I've tried this before, but I think VS choked on the couple of hundred classic ASP pages that it added to the "project" when I made my existing intranet root directory the ASP.NET project root (via File->Open->Web Site). I'd be nice to edit my existing classic ASP intranet using VS 2008 SP1 (I currently use the excellent Notepad++) because I'd like to get more hands on with VS but I guess this isn't absolutely necessary.

I also tried treating each new ASP.NET application as an application in its own right, effectively making the /dotnetapp_1 directory the "root" of the application (again, via File->Open->Web Site in VS2008). However, VS then complained when I tried to reference /masterpages because it "belonged to another application." I think I kludged it by adding a virtual directory inside each ASP.NET directory that "pointed" to the root /masterpages but I'm not sure VS was able to happily provide WYSIWYG editing when I did this, as opposed to making a copy of the masterpage in every ASP.NET application I add to the intranet.

I'm also quite likely to visit the .NET MVC framework so please offer any answers with that framework in mind. I'm hoping "projects" aren't quite to important with MVC and that rather it's just a bunch of files that creates an application that contributes to the whole (that being the intranet).

So, the question is: How I can best add-on ASP.NET applications to an existing classic ASP intranet (I'm not concerned about the technicalities of session sharing between classic ASP and ASP.NET, only the structural layout of directories and projects) and be able to edit these separate applications in Visual Studio 2008 SP1 and yet have these application "related" to each other by a common, intranet look and feel*?

  • Please don't just post the answer "use MasterPages." I appreciate MasterPages are .NET's method of sharing styles (and more probably) between related pages in the same application. I get that. What I'm looking for is the best method of adding ASP.NET applications into the existing intranet as smoothly as I can that makes editing each application simple and where each application can share (if possible) an intranet-common style.


Solution:1

One solution would be to use IIS Manager to configure the website (created for your ASP.NET app by Visual Studio) and add a virtual directory for each of the common folders so that (by the 'virtual' nature of the virtual directory) they will 'appear' to be in the same root folder as your ASP.NET app.
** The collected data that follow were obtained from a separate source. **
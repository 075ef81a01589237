//! install, activate and status tools.

use rmcp::{ErrorData as McpError, model::CallToolResult};
use ruralcare_worker::{Worker, WorkerEvent, WorkerOutcome};

use super::json_result;

pub async fn install_impl(worker: &Worker) -> Result<CallToolResult, McpError> {
    match worker.dispatch(WorkerEvent::Install).await? {
        WorkerOutcome::Installed(report) => json_result(&report),
        other => Err(unexpected(&other)),
    }
}

pub async fn activate_impl(worker: &Worker) -> Result<CallToolResult, McpError> {
    match worker.dispatch(WorkerEvent::Activate).await? {
        WorkerOutcome::Activated(report) => json_result(&report),
        other => Err(unexpected(&other)),
    }
}

pub async fn status_impl(worker: &Worker) -> Result<CallToolResult, McpError> {
    json_result(&worker.status())
}

/// Internal error for a dispatcher outcome that does not belong to the event.
pub(crate) fn unexpected(outcome: &WorkerOutcome) -> McpError {
    McpError::internal_error(format!("unexpected worker outcome: {outcome:?}"), None)
}
//! Push notifications.
//!
//! A push payload becomes a notification description; showing it is up to
//! the host. A click always closes the notification, and the `explore`
//! action additionally opens the app root.

use chrono::Utc;
use schemars::JsonSchema;
use serde::{Deserialize, Serialize};

const ICON: &str = "/icon-192x192.png";
const BADGE: &str = "/badge-72x72.png";
const VIBRATE: [u32; 3] = [100, 50, 100];

pub const EXPLORE_ACTION: &str = "explore";
pub const CLOSE_ACTION: &str = "close";

/// Page opened by the `explore` action.
pub const APP_ROOT: &str = "/";

#[derive(Debug, Clone, PartialEq, Serialize, Deserialize, JsonSchema)]
pub struct PushPayload {
    pub title: String,
    #[serde(default)]
    pub body: String,
    /// Opaque key identifying what the push is about.
    #[serde(rename = "primaryKey", default)]
    pub primary_key: serde_json::Value,
}

#[derive(Debug, Clone, PartialEq, Serialize, Deserialize, JsonSchema)]
pub struct NotificationAction {
    pub action: String,
    pub title: String,
    pub icon: String,
}

#[derive(Debug, Clone, PartialEq, Serialize, Deserialize, JsonSchema)]
#[serde(rename_all = "camelCase")]
pub struct NotificationData {
    /// Milliseconds since the Unix epoch.
    pub date_of_arrival: i64,
    pub primary_key: serde_json::Value,
}

#[derive(Debug, Clone, PartialEq, Serialize, Deserialize, JsonSchema)]
pub struct Notification {
    pub title: String,
    pub body: String,
    pub icon: String,
    pub badge: String,
    pub vibrate: Vec<u32>,
    pub data: NotificationData,
    pub actions: Vec<NotificationAction>,
}

fn action(action: &str, title: &str) -> NotificationAction {
    NotificationAction { action: action.into(), title: title.into(), icon: ICON.into() }
}

pub fn notification_for(payload: PushPayload) -> Notification {
    Notification {
        title: payload.title,
        body: payload.body,
        icon: ICON.into(),
        badge: BADGE.into(),
        vibrate: VIBRATE.to_vec(),
        data: NotificationData { date_of_arrival: Utc::now().timestamp_millis(), primary_key: payload.primary_key },
        actions: vec![action(EXPLORE_ACTION, "View Details"), action(CLOSE_ACTION, "Close")],
    }
}

/// Handle a push event. A push without data shows nothing.
pub fn on_push(payload: Option<PushPayload>) -> Option<Notification> {
    let Some(payload) = payload else {
        tracing::debug!("push without data ignored");
        return None;
    };
    tracing::info!(title = %payload.title, "showing push notification");
    Some(notification_for(payload))
}

#[derive(Debug, Clone, PartialEq, Eq, Serialize, Deserialize, JsonSchema)]
pub struct ClickOutcome {
    pub closed: bool,
    /// Window to open, if any.
    pub open: Option<String>,
}

pub fn on_notification_click(action: Option<&str>) -> ClickOutcome {
    let open = (action == Some(EXPLORE_ACTION)).then(|| APP_ROOT.to_string());
    tracing::debug!(?action, ?open, "notification clicked");
    ClickOutcome { closed: true, open }
}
/root    app_1    app_2    dotnetapp_1      <virtual>img      <virtual>js    ...    img    js    style  

You can probably script IIS or edit an XML file if you need to do this in bulk, and I'm sure there must be an even more elegant way to do something similar that doesn't require to much mouse work!


Solution:2

Since ASP.NET is now the Microsoft standard web development platform, you might be better off starting with a brand-new ASP.NET web site and importing your existing ASP pages and folders into it. Once you have that set up and running, adding new functionality in ASP.NET will be a snap.

Microsoft understood that some customers would be mixing classic ASP and ASP.NET for awhile, and they accomodated this need by making classic ASP pages work within an ASP.NET site. What you're trying to do is the reverse of this (get ASP.NET to work within ASP, sorta), and you're already running into difficulties.


Solution:3

Can't you run the asp.net site as a Virtual Directory?

www.site.com/dotnetapp/  

Where dotnetapp is a virtual directory completely separate?


Solution:4

Couple different ways to go about this:

  1. If your listed folder structure is the desired web folder structure, then any of your ASP.NET applications can simply reference /root/js/whatever.js or ../js/whatever.js and it'll get to the folders you already have at the root. This is an alternative to the virtual directories solution already mentioned. This is a rather messy solution, which some of the projects I've inherited at my current job do.
  2. At a previous job I managed a hybrid Classic ASP/ASP.NET application for a couple years and I did it by making an ASP.NET Web Application at the root and moving all my ASP pages into it. Any "sub-applications" you want to make should just be folders in this single project. [ASP pages don't have color-coding in VS2008 anymore though, which was really annoying.]